I could keep going. But you get the idea.

After I left the theater I took a couple of hours to digest, then talked it over with my fiance Olivier. Was I overreacting to be disgusted that there was no positive representation of women in the movie? That it was from such a warped male perspective? Disclosure: Olivier works in finance, but the geeky type with spreadsheets and excel models, and says this kind of stuff doesn’t happen. And that even though it wasn’t going to help the perception of his profession, he wasn’t offended. All of the scenes are from Belfort’s diary, and he’s a salesman…so everything was exaggerated for effect (i.e., someone got caught once in the bathroom having sex so a coworker put up a sign as a joke…gross enough on its own…but not as bad as the depicted bathroom orgies and a real “no sex in the bathroom” policy). What’s more, as Belfort’s company’s ad at the start of the movie (a lion walking through a Manhattan office high-rise) suggests, Scorsese’s point is to show people at their most base and animalistic. It’s meant to disgust. The only way to get that across is to do the extreme, over and over again, until you almost can’t bear to watch it anymore (in this case three hours and you’re a bit mind-f’ed).

What’s more, as Olivier pointed out the movie likely isn’t made to suggest that all bankers and blondes are vapid and greedy. But there is a particular type of person who, like the lion, hasn’t progressed past the jungle. These men are obsessed with air-brained barbies with big tits…and these women in turn seek idiotic coke-snorting apes. They’re made for each other! And for both these men and women, money is everything, at the expense of love or family or any kind of real relationship. 

The only problem is that if you are of this money-as-God mindset, you don’t get that this movie is actually making fun of you. And so you react like this, according to a writer who saw a screening at the same Battery Park theater where I saw it weeks later (though I didn’t hear the same reaction):

When Belfort — a drug addict who later attempts to remain sober — rips up a couch cushion to get to his secret coke stash, there were cheers.

Then, intercut with Popeye eating spinach, Belfort is irrevocably high on Quaaludes (or “ludes,” a muscle relaxer) and dumps coke into his nose to remedy the situation — more cheers.

The worst, though, mild spoiler alert … At one point later in the movie, the feds get Belfort to wear a wire to implicate others at his firm. Meeting with his No. 2, Belfort slides over a piece of paper: “Don’t incriminate yourself. I am wearing a wire.”

And the crowd goes wild. Don’t rat! Stand by your firm!

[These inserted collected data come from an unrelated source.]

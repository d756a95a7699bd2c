//! Numeric result types an integrand may return.
//!
//! Every rule is written once over [`Scalar`]; `Real` and [`Complex64`] are
//! the two implementations.

use std::fmt::Debug;
use std::ops::{Add, Mul, Sub};

use ni_core::Real;
use num_complex::Complex64;
use num_traits::Zero;

/// Field in which an integral is accumulated.
///
/// Arguments are always real; only the values (and hence the integral)
/// may be complex.
pub trait Scalar:
    Copy
    + Debug
    + PartialEq
    + Zero
    + Add<Output = Self>
    + Sub<Output = Self>
    + Mul<Real, Output = Self>
    + Send
    + Sync
    + 'static
{
    /// Embed a real value.
    fn from_real(x: Real) -> Self;

    /// Absolute value (modulus for complex values).
    fn modulus(self) -> Real;

    /// `true` if no component is NaN or infinite.
    fn is_finite(self) -> bool;
}

impl Scalar for Real {
    #[inline]
    fn from_real(x: Real) -> Self {
        x
    }

    #[inline]
    fn modulus(self) -> Real {
        self.abs()
    }

    #[inline]
    fn is_finite(self) -> bool {
        Real::is_finite(self)
    }
}

impl Scalar for Complex64 {
    #[inline]
    fn from_real(x: Real) -> Self {
        Complex64::new(x, 0.0)
    }

    #[inline]
    fn modulus(self) -> Real {
        self.norm()
    }

    #[inline]
    fn is_finite(self) -> bool {
        self.re.is_finite() && self.im.is_finite()
    }
}

/// Return `true` if `|a - b| <= epsilon`.
#[inline]
pub fn close<T: Scalar>(a: T, b: T, epsilon: Real) -> bool {
    (a - b).modulus() <= epsilon
}
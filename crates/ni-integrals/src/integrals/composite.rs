//! Composite Newton-Cotes rules: midpoint, trapezoidal, Simpson.
//!
//! Each rule applies a fixed formula to every subinterval `[a, b]` of the
//! partition and sums the contributions left to right.

use ni_core::Result;
use num_traits::Zero;

use super::Integrator;
use crate::integrand::Integrand;
use crate::partition::Partition;

// ── Midpoint ─────────────────────────────────────────────────────────────────

/// `(b − a) f((a + b)/2)`. Exact through degree 1, convergence order 2.
#[derive(Debug, Clone, Copy, Default, PartialEq, Eq)]
pub struct Midpoint;

impl Integrator for Midpoint {
    fn integrate<I: Integrand>(&self, f: &I, partition: &Partition) -> Result<I::Output> {
        partition
            .subintervals()
            .try_fold(<I::Output as Zero>::zero(), |acc, (a, b)| {
                Ok(acc + f.evaluate(0.5 * (a + b))? * (b - a))
            })
    }
}

// ── Trapezoidal ──────────────────────────────────────────────────────────────

/// `(b − a)/2 (f(a) + f(b))`. Exact through degree 1, convergence order 2.
#[derive(Debug, Clone, Copy, Default, PartialEq, Eq)]
pub struct Trapezoidal;

impl Integrator for Trapezoidal {
    fn integrate<I: Integrand>(&self, f: &I, partition: &Partition) -> Result<I::Output> {
        partition
            .subintervals()
            .try_fold(<I::Output as Zero>::zero(), |acc, (a, b)| {
                Ok(acc + (f.evaluate(a)? + f.evaluate(b)?) * (0.5 * (b - a)))
            })
    }
}

// ── Simpson ──────────────────────────────────────────────────────────────────

/// `(b − a)/6 (f(a) + 4 f((a + b)/2) + f(b))`. Exact through degree 3,
/// convergence order 4.
#[derive(Debug, Clone, Copy, Default, PartialEq, Eq)]
pub struct Simpson;

impl Integrator for Simpson {
    fn integrate<I: Integrand>(&self, f: &I, partition: &Partition) -> Result<I::Output> {
        partition
            .subintervals()
            .try_fold(<I::Output as Zero>::zero(), |acc, (a, b)| {
                let fa = f.evaluate(a)?;
                let fm = f.evaluate(0.5 * (a + b))?;
                let fb = f.evaluate(b)?;
                Ok(acc + (fa + fm * 4.0 + fb) * ((b - a) / 6.0))
            })
    }
}
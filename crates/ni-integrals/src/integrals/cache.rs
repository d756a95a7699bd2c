//! By-value cache of generated node/weight tables.
//!
//! A table is a pure function of `(family, N, alpha, beta)`, so entries are
//! written once and never modified afterwards. Parameters the family
//! ignores are dropped from the key, and `-0.0` is stored as `0.0`. Failed
//! generations are not cached.

use std::collections::HashMap;
use std::sync::{Arc, Mutex, OnceLock};

use log::debug;
use ni_core::{Real, Result, Size};

use super::gaussianquadratures::{GaussianQuadrature, PolynomialFamily};

#[derive(Debug, Clone, Copy, PartialEq, Eq, Hash)]
struct TableKey {
    family: PolynomialFamily,
    n: Size,
    alpha: u64,
    beta: u64,
}

impl TableKey {
    fn new(family: PolynomialFamily, n: Size, alpha: Real, beta: Real) -> Self {
        // adding 0.0 folds -0.0 into 0.0
        let bits = |used: bool, v: Real| if used { (v + 0.0).to_bits() } else { 0 };
        Self {
            family,
            n,
            alpha: bits(family.uses_alpha(), alpha),
            beta: bits(family.uses_beta(), beta),
        }
    }
}

/// Thread-safe store of node/weight tables keyed by their parameters.
#[derive(Debug, Default)]
pub struct NodeTableCache {
    tables: Mutex<HashMap<TableKey, Arc<GaussianQuadrature>>>,
}

static GLOBAL: OnceLock<NodeTableCache> = OnceLock::new();

impl NodeTableCache {
    /// An empty cache.
    pub fn new() -> Self {
        Self::default()
    }

    /// The process-wide cache used by [`GaussianRule`](super::gaussian::GaussianRule).
    ///
    /// Entries are never evicted, so every distinct `(family, N, alpha, beta)`
    /// requested keeps one table alive. Callers sweeping many parameter
    /// values should [`clear`](Self::clear) it or use a local cache.
    pub fn global() -> &'static NodeTableCache {
        GLOBAL.get_or_init(NodeTableCache::new)
    }

    /// Return the table for the key, generating it on first request.
    pub fn get(
        &self,
        family: PolynomialFamily,
        n: Size,
        alpha: Real,
        beta: Real,
    ) -> Result<Arc<GaussianQuadrature>> {
        let key = TableKey::new(family, n, alpha, beta);
        if let Some(table) = self.lock().get(&key) {
            debug!("{n}-node {family} table served from cache");
            return Ok(Arc::clone(table));
        }
        // generated outside the lock; a concurrent insert of the same key wins
        let generated = Arc::new(GaussianQuadrature::new(family, n, alpha, beta)?);
        let mut tables = self.lock();
        Ok(Arc::clone(tables.entry(key).or_insert(generated)))
    }

    /// Number of cached tables.
    pub fn len(&self) -> usize {
        self.lock().len()
    }

    /// `true` if nothing has been cached yet.
    pub fn is_empty(&self) -> bool {
        self.len() == 0
    }

    /// Drop every cached table.
    ///
    /// Tables already handed out stay valid; later requests regenerate.
    pub fn clear(&self) {
        let mut tables = self.lock();
        debug!("dropping {} cached node tables", tables.len());
        tables.clear();
    }

    fn lock(&self) -> std::sync::MutexGuard<'_, HashMap<TableKey, Arc<GaussianQuadrature>>> {
        // entries are immutable once inserted, so a poisoned map is still valid
        self.tables.lock().unwrap_or_else(|e| e.into_inner())
    }
}

#[cfg(test)]
mod tests {
    use super::*;

    #[test]
    fn same_key_shares_table() {
        let cache = NodeTableCache::new();
        let a = cache.get(PolynomialFamily::Legendre, 4, 0.0, 0.0).unwrap();
        let b = cache.get(PolynomialFamily::Legendre, 4, 0.0, 0.0).unwrap();
        assert!(Arc::ptr_eq(&a, &b));
        assert_eq!(cache.len(), 1);
    }

    #[test]
    fn ignored_parameters_share_entry() {
        let cache = NodeTableCache::new();
        let a = cache.get(PolynomialFamily::Legendre, 3, 1.0, 1.0).unwrap();
        let b = cache.get(PolynomialFamily::Legendre, 3, 0.25, -7.0).unwrap();
        assert!(Arc::ptr_eq(&a, &b));
        let c = cache.get(PolynomialFamily::Gegenbauer, 3, 1.0, 1.0).unwrap();
        let d = cache.get(PolynomialFamily::Gegenbauer, 3, 1.0, 9.0).unwrap();
        assert!(Arc::ptr_eq(&c, &d));
    }

    #[test]
    fn distinct_keys_get_distinct_tables() {
        let cache = NodeTableCache::new();
        let a = cache.get(PolynomialFamily::Jacobi, 3, 1.0, 1.0).unwrap();
        let b = cache.get(PolynomialFamily::Jacobi, 3, 1.0, 2.0).unwrap();
        let c = cache.get(PolynomialFamily::Jacobi, 4, 1.0, 1.0).unwrap();
        assert_ne!(a.x(), b.x());
        assert_eq!(c.order(), 4);
        assert_eq!(cache.len(), 3);
    }

    #[test]
    fn signed_zero_shares_entry() {
        let cache = NodeTableCache::new();
        let a = cache.get(PolynomialFamily::Jacobi, 3, 0.0, -0.0).unwrap();
        let b = cache.get(PolynomialFamily::Jacobi, 3, -0.0, 0.0).unwrap();
        assert!(Arc::ptr_eq(&a, &b));
        assert_eq!(cache.len(), 1);
    }

    #[test]
    fn clear_empties_and_regenerates() {
        let cache = NodeTableCache::new();
        for alpha in [0.5, 1.0, 1.5, 2.0] {
            cache.get(PolynomialFamily::Gegenbauer, 5, alpha, 0.0).unwrap();
        }
        assert_eq!(cache.len(), 4);
        let held = cache.get(PolynomialFamily::Gegenbauer, 5, 1.0, 0.0).unwrap();
        cache.clear();
        assert!(cache.is_empty());
        assert_eq!(held.order(), 5);
        let fresh = cache.get(PolynomialFamily::Gegenbauer, 5, 1.0, 0.0).unwrap();
        assert!(!Arc::ptr_eq(&held, &fresh));
        assert_eq!(held.x(), fresh.x());
        assert_eq!(cache.len(), 1);
    }

    #[test]
    fn failures_are_not_cached() {
        let cache = NodeTableCache::new();
        assert!(cache.get(PolynomialFamily::Jacobi, 3, -1.5, 0.0).is_err());
        assert!(cache.is_empty());
    }
}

Or this, Tweeted by  Rebecca Eisenberg (@ryeisenberg), an Upworthy editor:

I found it really disturbing that people in the audience laughed when he punched his wife in the stomach after raping her. #wolfofwallstreet

In the end, spoiler alert Belfort didn’t get punished in any meaningful way, leading some to suggest the movie glorifies his behavior to the people who were cheering or laughing at these moments.

So what point did Scorsese get across? I don’t think people really change that much. So for those of us who are disgusted by his treatment, we got the effect Scorsese intended. Let’s just hope that the morally empty people who really need to hear the message were at least marked by Belfort’s pathetic lack of a single friend or female or even family who sincerely cares for him.

What did you get out of The Wolf of Wall Street? I’d love to hear other blogger’s thoughts.